RECORDS FOR THE TASK:
● ● ● ● ●
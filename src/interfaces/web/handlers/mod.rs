pub mod agents;
pub mod diagnostics;
pub mod webhooks;

use axum::{
    Json,
    extract::rejection::JsonRejection,
    response::{IntoResponse, Response},
};
use serde::Deserialize;
use serde_json::json;
use tracing::warn;

/// `?limit=` on history endpoints.
#[derive(Debug, Deserialize)]
pub struct LimitQuery {
    pub limit: Option<usize>,
}

/// A body the `Json` extractor refused, in the same shape as every other error.
fn invalid_body(rejection: JsonRejection) -> Response {
    warn!("Rejected request body: {}", rejection.body_text());
    (
        rejection.status(),
        Json(json!({
            "success": false,
            "error": rejection.body_text(),
            "kind": "invalid_body"
        })),
    )
        .into_response()
}
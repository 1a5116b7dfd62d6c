use tracing::Level;
use tracing_subscriber::FmtSubscriber;

use crate::core::config::LoggingConfig;

/// Maps `logging.level` to a tracing level; `logging.debug` forces `debug`.
pub(crate) fn level_for(config: &LoggingConfig) -> Level {
    if config.debug {
        return Level::DEBUG;
    }
    match config.level.to_ascii_lowercase().as_str() {
        "trace" => Level::TRACE,
        "debug" => Level::DEBUG,
        "warn" | "warning" => Level::WARN,
        "error" => Level::ERROR,
        _ => Level::INFO,
    }
}

/// Installs the global fmt subscriber. A second call is a no-op.
pub fn init(config: &LoggingConfig) {
    let subscriber = FmtSubscriber::builder()
        .with_max_level(level_for(config))
        .with_writer(std::io::stderr)
        .with_target(false)
        .finish();
    tracing::subscriber::set_global_default(subscriber).ok();
}
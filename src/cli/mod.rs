mod client;
mod serve;

use anyhow::Result;
use console::style;
use std::path::PathBuf;

use crate::core::config::GatewayConfig;
use crate::core::terminal::{self, GuideSection, print_error};
use crate::logging;

fn print_help() {
    terminal::print_banner();

    GuideSection::new("Gateway")
        .command("serve", "Start the webhook gateway")
        .command("config", "Print the effective configuration")
        .command("keygen", "Generate a new API key")
        .print();

    GuideSection::new("Client")
        .command("status", "Show agent and webhook statistics")
        .command("send", "Post a webhook to a running gateway")
        .command("trigger", "Run an agent on a running gateway")
        .print();

    GuideSection::new("Options")
        .command("--config <path>", "Config file (default ~/.alchemy/gateway.toml)")
        .command("--host / --port", "Override the listen address for serve")
        .command("--api-url <url>", "Gateway address for client commands")
        .command("--key <key>", "API key for client commands (or $ALCHEMY_API_KEY)")
        .print();

    println!(
        "\n {} {} <command> [options]\n",
        style("Usage:").bold(),
        style("alchemy-gateway").green()
    );
}

#[derive(Debug, Clone, Default, PartialEq, Eq)]
pub(crate) struct ServeArgs {
    pub config: Option<PathBuf>,
    pub host: Option<String>,
    pub port: Option<u16>,
}

pub(crate) fn parse_serve_args(args: &[String], start: usize) -> Result<ServeArgs> {
    let mut parsed = ServeArgs::default();
    let mut i = start;
    while i < args.len() {
        match args[i].as_str() {
            "--config" | "-c" => {
                if i + 1 < args.len() {
                    parsed.config = Some(PathBuf::from(&args[i + 1]));
                    i += 2;
                } else {
                    i += 1;
                }
            }
            "--host" => {
                if i + 1 < args.len() {
                    parsed.host = Some(args[i + 1].clone());
                    i += 2;
                } else {
                    i += 1;
                }
            }
            "--port" => {
                if i + 1 < args.len() {
                    let port = args[i + 1]
                        .parse()
                        .map_err(|_| anyhow::anyhow!("invalid port '{}'", args[i + 1]))?;
                    parsed.port = Some(port);
                    i += 2;
                } else {
                    i += 1;
                }
            }
            _ => i += 1,
        }
    }
    Ok(parsed)
}

pub(crate) fn parse_keygen_name(args: &[String], start: usize) -> String {
    let mut name = "n8n_main".to_string();
    let mut i = start;
    while i < args.len() {
        match args[i].as_str() {
            "--name" | "-n" => {
                if i + 1 < args.len() {
                    name = args[i + 1].clone();
                    i += 2;
                } else {
                    i += 1;
                }
            }
            _ => i += 1,
        }
    }
    name
}

/// `ak_` followed by 32 hex characters.
pub(crate) fn generate_api_key() -> String {
    format!("ak_{}", hex::encode(rand::random::<[u8; 16]>()))
}

fn load_config(serve: &ServeArgs) -> Result<GatewayConfig> {
    let mut config = GatewayConfig::load(serve.config.as_deref())?;
    if let Some(host) = &serve.host {
        config.server.host = host.clone();
    }
    if let Some(port) = serve.port {
        config.server.port = port;
    }
    config.validate()?;
    Ok(config)
}

pub async fn run_main() -> Result<()> {
    let args: Vec<String> = std::env::args().collect();
    let Some(cmd) = args.get(1) else {
        print_help();
        return Ok(());
    };

    match cmd.as_str() {
        "serve" | "start" => {
            let serve_args = parse_serve_args(&args, 2)?;
            let config = load_config(&serve_args)?;
            logging::init(&config.logging);
            terminal::print_banner();
            serve::run_gateway(config).await
        }
        "config" => {
            let serve_args = parse_serve_args(&args, 2)?;
            let config = load_config(&serve_args)?;
            let path = GatewayConfig::resolve_path(serve_args.config.as_deref());
            GuideSection::new("Effective Configuration")
                .status(
                    "Source",
                    &path
                        .filter(|p| p.exists())
                        .map(|p| p.display().to_string())
                        .unwrap_or_else(|| "defaults".to_string()),
                )
                .print();
            println!("\n{}", config.to_toml()?);
            Ok(())
        }
        "keygen" => {
            let name = parse_keygen_name(&args, 2);
            let key = generate_api_key();
            GuideSection::new("New API Key")
                .status("Name", &name)
                .status("Key", &format!("{}", style(&key).bold().green()))
                .blank()
                .info("Add it to your gateway config:")
                .text(&format!("[security.api_keys]\n  {} = \"{}\"", name, key))
                .blank()
                .info("Then use it in N8N as an 'Authorization: Bearer <key>' header.")
                .print();
            println!();
            Ok(())
        }
        "status" => client::run_status(&client::parse_client_args(&args, 2)).await,
        "send" => client::run_send(&client::parse_client_args(&args, 2)).await,
        "trigger" => client::run_trigger(&client::parse_client_args(&args, 2)).await,
        "help" | "--help" | "-h" => {
            print_help();
            Ok(())
        }
        _ => {
            print_error(&format!("Unknown command: {}", cmd));
            print_help();
            Ok(())
        }
    }
}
● ● ● ● ●
THE PROBLEM:
Look above for the line holding "use serde::Deserialize;". Print it and every line after it, exactly, through the line holding "fn invalid_body(rejection: JsonRejection)".

THE ANSWER:
use serde::Deserialize;
use serde_json::json;
use tracing::warn;

/// `?limit=` on history endpoints.
#[derive(Debug, Deserialize)]
pub struct LimitQuery {
    pub limit: Option<usize>,
}

/// A body the `Json` extractor refused, in the same shape as every other error.
fn invalid_body(rejection: JsonRejection) -> Response {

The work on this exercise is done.